Lowy cautioned that the study used real-time data and wasn't conducted in a clinical setting, meaning "confounders"—or factors that distort the data—could be present. That means the tenfold increase in protection should be taken as an estimate, Lowy said, because in reality, "maybe it's a threefold difference, and maybe it's a twentyfold difference."
However, Lowy noted the study's results match research from the United Kingdom that's been published in the New England Journal of Medicine. That study similarly found a tenfold increase in protection among people with coronavirus antibodies.
But experts still have some questions regarding coronavirus antibodies and protection against reinfection.
Jennifer Juno, a senior research fellow at the University of Melbourne's Doherty Institute who was not involved in the study, said the new study's findings offer "encouraging news, as it suggests that the immune system is generating a robust memory response to infection, which is likely to play a role in providing some protection from reinfection." But she added, "The key questions we need to address now include understanding the duration of this protection, and the specific immune responses that are most strongly associated with protection."
CDC study suggests some patients could face more severe Covid-19 with reinfection
It's important to note, however, that while the study indicated coronavirus antibodies protect against reinfection to a significant extent, it also suggested that reinfection can occur.
A CDC Morbidity and Mortality Weekly Report published Friday had similar findings, and further suggested that some patients could develop more severe cases of Covid-19 upon reinfection than they experienced the first time were infected with the novel coronavirus.
For the report, researchers looked at two separate outbreaks that occurred three months apart at a skilled nursing facility in Kentucky.
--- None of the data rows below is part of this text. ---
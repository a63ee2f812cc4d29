//! Core game logic (no_std compatible)
//!
//! Board model, move validation and the notation codec. Only `alloc`,
//! `log` and `thiserror` are needed, so this part builds without `std`.

pub mod board;
pub mod common;
pub mod config;
pub mod coord;
pub mod notation;
pub mod piece;
pub mod validator;

// Re-export commonly used types
pub use board::{Board, MoveRecord, Score};
pub use common::{BoardError, CoordError, MoveError, NotationError};
pub use config::*;
pub use coord::{Color, Coordinate, Layer, RawCoordinate};
pub use notation::{decode_move, decode_square, encode_move, encode_square, normalize_move};
pub use piece::{Piece, PieceKind};
pub use validator::{
    apply_checked, apply_move, check_move, legal_destinations, legal_moves, path_between,
    CheckedMove, Delta, MoveContext, MoveOutcome,
};
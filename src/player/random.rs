use crate::core::{board::Board, legal_moves};
use crate::domain::MoveRequest;
use rand::rngs::SmallRng;
use rand::Rng;

use super::Player;

/// Plays a uniformly random legal move.
pub struct RandomPlayer;

impl RandomPlayer {
    pub fn new() -> Self {
        Self
    }
}

impl Default for RandomPlayer {
    fn default() -> Self {
        Self::new()
    }
}

impl Player for RandomPlayer {
    fn select_move(&mut self, rng: &mut SmallRng, board: &Board) -> Option<MoveRequest> {
        let moves = legal_moves(board);
        if moves.is_empty() {
            return None;
        }
        let (piece_id, to) = &moves[rng.random_range(0..moves.len())];
        Some(MoveRequest::to(piece_id.clone(), *to))
    }
}
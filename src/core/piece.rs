//! Piece kinds and piece instances.

use alloc::string::String;
use core::fmt;

use super::coord::{Color, Coordinate};

/// Closed set of piece kinds.
#[derive(Debug, Clone, Copy, PartialEq, Eq, Hash)]
#[cfg_attr(feature = "std", derive(serde::Serialize, serde::Deserialize))]
#[cfg_attr(feature = "std", serde(rename_all = "lowercase"))]
pub enum PieceKind {
    Pawn,
    Knight,
    Bishop,
    Rook,
    Queen,
    King,
}

impl PieceKind {
    pub const ALL: [PieceKind; 6] = [
        PieceKind::Pawn,
        PieceKind::Knight,
        PieceKind::Bishop,
        PieceKind::Rook,
        PieceKind::Queen,
        PieceKind::King,
    ];

    /// Material value used for scoring.
    pub const fn value(self) -> u32 {
        match self {
            PieceKind::Pawn => 1,
            PieceKind::Knight => 3,
            PieceKind::Bishop => 3,
            PieceKind::Rook => 5,
            PieceKind::Queen => 9,
            PieceKind::King => 0,
        }
    }

    /// Whether intermediate squares can block this kind. Only knights jump.
    pub const fn slides(self) -> bool {
        !matches!(self, PieceKind::Knight)
    }

    /// Single-letter symbol, uppercase. Knights use `N`.
    pub const fn symbol(self) -> char {
        match self {
            PieceKind::Pawn => 'P',
            PieceKind::Knight => 'N',
            PieceKind::Bishop => 'B',
            PieceKind::Rook => 'R',
            PieceKind::Queen => 'Q',
            PieceKind::King => 'K',
        }
    }
}

impl fmt::Display for PieceKind {
    fn fmt(&self, f: &mut fmt::Formatter<'_>) -> fmt::Result {
        let name = match self {
            PieceKind::Pawn => "pawn",
            PieceKind::Knight => "knight",
            PieceKind::Bishop => "bishop",
            PieceKind::Rook => "rook",
            PieceKind::Queen => "queen",
            PieceKind::King => "king",
        };
        f.write_str(name)
    }
}

/// A piece on the board. Identity is the id, never the coordinate.
#[derive(Debug, Clone, PartialEq, Eq)]
#[cfg_attr(feature = "std", derive(serde::Serialize, serde::Deserialize))]
pub struct Piece {
    pub id: String,
    pub kind: PieceKind,
    pub coord: Coordinate,
    pub color: Color,
    pub has_moved: bool,
}

impl Piece {
    /// A piece that has not moved yet.
    pub fn new(id: impl Into<String>, kind: PieceKind, color: Color, coord: Coordinate) -> Self {
        Self {
            id: id.into(),
            kind,
            coord,
            color,
            has_moved: false,
        }
    }

    /// Symbol for text views: uppercase for white, lowercase for black.
    pub fn symbol(&self) -> char {
        match self.color {
            Color::White => self.kind.symbol(),
            Color::Black => self.kind.symbol().to_ascii_lowercase(),
        }
    }
}
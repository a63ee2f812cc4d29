#![cfg(feature = "std")]
//! The game object exposed to the outer layer.

use thiserror::Error;

use crate::config::EngineConfig;
use crate::core::{
    apply_move, decode_move, legal_destinations, Board, Coordinate, MoveError, NotationError,
    Score,
};
use crate::domain::{EngineMoveResult, MoveRequest, MoveResult};
use crate::engine::{terminated, EngineBridge, EngineError, EngineState};

#[derive(Debug, Error)]
pub enum GameError {
    #[error(transparent)]
    Engine(#[from] EngineError),
    #[error("cannot decode engine move: {0}")]
    Notation(#[from] NotationError),
    #[error("engine proposed illegal move {notation}: {source}")]
    IllegalEngineMove {
        notation: String,
        source: MoveError,
    },
    #[error("engine has no move to play")]
    NoEngineMove,
    #[error("the game is over")]
    GameOver,
}

impl GameError {
    /// The engine could not be reached; a retry or fallback is in order.
    pub fn is_engine_unavailable(&self) -> bool {
        matches!(self, GameError::Engine(e) if e.is_unavailable())
    }

    /// The engine answered, but with nothing playable on this board (for
    /// instance a flat-board engine's move). The session itself is fine.
    pub fn is_bad_engine_reply(&self) -> bool {
        matches!(
            self,
            GameError::IllegalEngineMove { .. }
                | GameError::Notation(_)
                | GameError::Engine(EngineError::MalformedResponse { .. })
        )
    }
}

/// One game: the board and the engine session playing against it.
///
/// Mutating calls take `&mut self`, so only one move is ever in progress
/// on a game. Share it behind a `tokio::sync::Mutex` when several callers
/// need it.
pub struct Game {
    board: Board,
    engine: EngineBridge,
}

impl Game {
    /// A game from the standard starting position.
    pub fn new(engine: EngineBridge) -> Self {
        Self::with_board(Board::new(), engine)
    }

    /// A game from an arbitrary position. The engine's history is replaced
    /// with the board's.
    pub fn with_board(board: Board, engine: EngineBridge) -> Self {
        let history = board.notation_history().map(str::to_string).collect();
        Self {
            board,
            engine: engine.with_history(history),
        }
    }

    /// Spawn the configured engine and start a fresh game against it.
    pub fn start(config: &EngineConfig) -> Result<Self, GameError> {
        Ok(Self::new(EngineBridge::spawn(config)?))
    }

    pub fn board(&self) -> &Board {
        &self.board
    }

    pub fn score(&self) -> Score {
        self.board.score()
    }

    pub fn engine_state(&self) -> EngineState {
        self.engine.state()
    }

    pub fn engine(&self) -> &EngineBridge {
        &self.engine
    }

    /// Give up the board and hand back the engine session, e.g. to shut it
    /// down.
    pub fn into_engine(self) -> EngineBridge {
        self.engine
    }

    /// Squares the piece may move to right now.
    pub fn legal_moves(&self, piece_id: &str) -> Result<Vec<Coordinate>, MoveError> {
        legal_destinations(&self.board, piece_id)
    }

    /// Validate and apply a move typed by the human. On success the move is
    /// added to the engine history; no search is started.
    pub fn apply_human_move(&mut self, request: &MoveRequest) -> MoveResult {
        let outcome = request
            .destination()
            .and_then(|to| apply_move(&mut self.board, &request.piece_id, to));
        match outcome {
            Ok(outcome) => {
                log::info!("human played {}", outcome.record.notation);
                self.engine.record_move(outcome.record.notation.clone());
                MoveResult::from_outcome(&outcome)
            }
            Err(e) => {
                log::info!("rejected move of {}: {}", request.piece_id, e);
                MoveResult::rejected(&e, self.board.white_to_move(), self.board.score())
            }
        }
    }

    /// Ask the engine for a move and apply it as if it had been typed. The
    /// proposal is validated like any other move; the board is untouched
    /// when it is rejected.
    pub async fn request_engine_move(&mut self) -> Result<EngineMoveResult, GameError> {
        if self.board.is_over() {
            return Err(GameError::GameOver);
        }
        let best = self.engine.search().await?;
        if best.is_null() {
            return Err(GameError::NoEngineMove);
        }

        let (from, to) = decode_move(&best.mv)?;
        let illegal = |source: MoveError| GameError::IllegalEngineMove {
            notation: best.mv.clone(),
            source,
        };
        let piece_id = self
            .board
            .piece_at(from)
            .map(|p| p.id.clone())
            .ok_or_else(|| illegal(MoveError::EmptySquare(from)))?;
        let outcome = apply_move(&mut self.board, &piece_id, to).map_err(illegal)?;

        log::info!("engine played {} ({})", outcome.record.notation, piece_id);
        self.engine.record_move(outcome.record.notation.clone());
        let result = MoveResult::from_outcome(&outcome);
        Ok(EngineMoveResult {
            notation: outcome.record.notation,
            piece_id,
            game_ended: best.is_final() || result.checkmate,
            ponder: best.ponder,
            result,
        })
    }

    /// Reset to the starting position and start a new game in the engine.
    pub async fn start_new_game(&mut self) -> Result<(), GameError> {
        self.board = Board::new();
        self.engine.new_game().await?;
        Ok(())
    }

    /// Replace the engine session with a freshly spawned one that carries
    /// the current move history.
    pub async fn restart_engine(&mut self, config: &EngineConfig) -> Result<(), GameError> {
        self.replace_engine(EngineBridge::spawn(config)?).await
    }

    /// Swap in another engine session, seeded with the current history.
    /// The old session is shut down once the new one has finished its
    /// handshake; if the new one dies first the old one is kept.
    pub async fn replace_engine(&mut self, fresh: EngineBridge) -> Result<(), GameError> {
        let history = self.board.notation_history().map(str::to_string).collect();
        let fresh = fresh.with_history(history);
        if fresh.ready().await == EngineState::Terminated {
            return Err(terminated("replacement engine exited during the handshake").into());
        }
        let old = std::mem::replace(&mut self.engine, fresh);
        old.shutdown().await;
        Ok(())
    }
}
The first outbreak at the facility occurred in July 2020, with a total of 20 of the facilities' 115 residents and five of the facilities' 143 health care providers testing positive for the coronavirus. In total, eight of the residents were hospitalized for Covid-19 and five died. None of the health care providers were hospitalized or died as a result of the outbreak.
According to the researchers, the facility continued to conduct regularly testing of its providers and residents over the next three months. From Sept. 1 to Oct. 29 of last year, the facility conducted 928 diagnostic tests for its providers and residents, and all of those tests came back negative.
But on Oct. 30, 2020, the facility reported to the Kentucky Department for Public Health that two of its residents were experiencing symptoms of Covid-19 and had tested positive for the coronavirus. Ultimately, between Oct. 30 and Dec. 7, 2020, a total of 85 residents and 43 health care providers at the facility tested positive.
According to the researchers, among 12 of the residents who tested positive during the first outbreak and were still living at the facility in October, five—ranging in age from 67 to 99—tested positive again during the second outbreak.
Three of the five residents had asymptomatic infections during the first outbreak, but all residents experienced symptoms of Covid-19 during the second infection. One required hospitalization and later died, the researchers noted.
Further, according to the researchers, the two residents who had symptomatic cases of Covid-19 during the first outbreak experienced more severe symptoms during their second infection.
The researchers said their findings were "noteworthy" because they suggest that people with asymptomatic cases of Covid-19 during their first infections "do not produce a sufficiently robust immune response to prevent infection" again.
Further, the researchers added that their findings "suggest the possibility that disease can be more severe during a second infection" (O'Reilly, Axios, 2/25; Higgins-Dunn, CNBC, 2/25; Walker, MedPage Today, 2/25; Harvey et. al., JAMA Internal Medicine, 2/24; Cavanaugh et. al., Morbidity and Mortality Weekly Report, 2/26).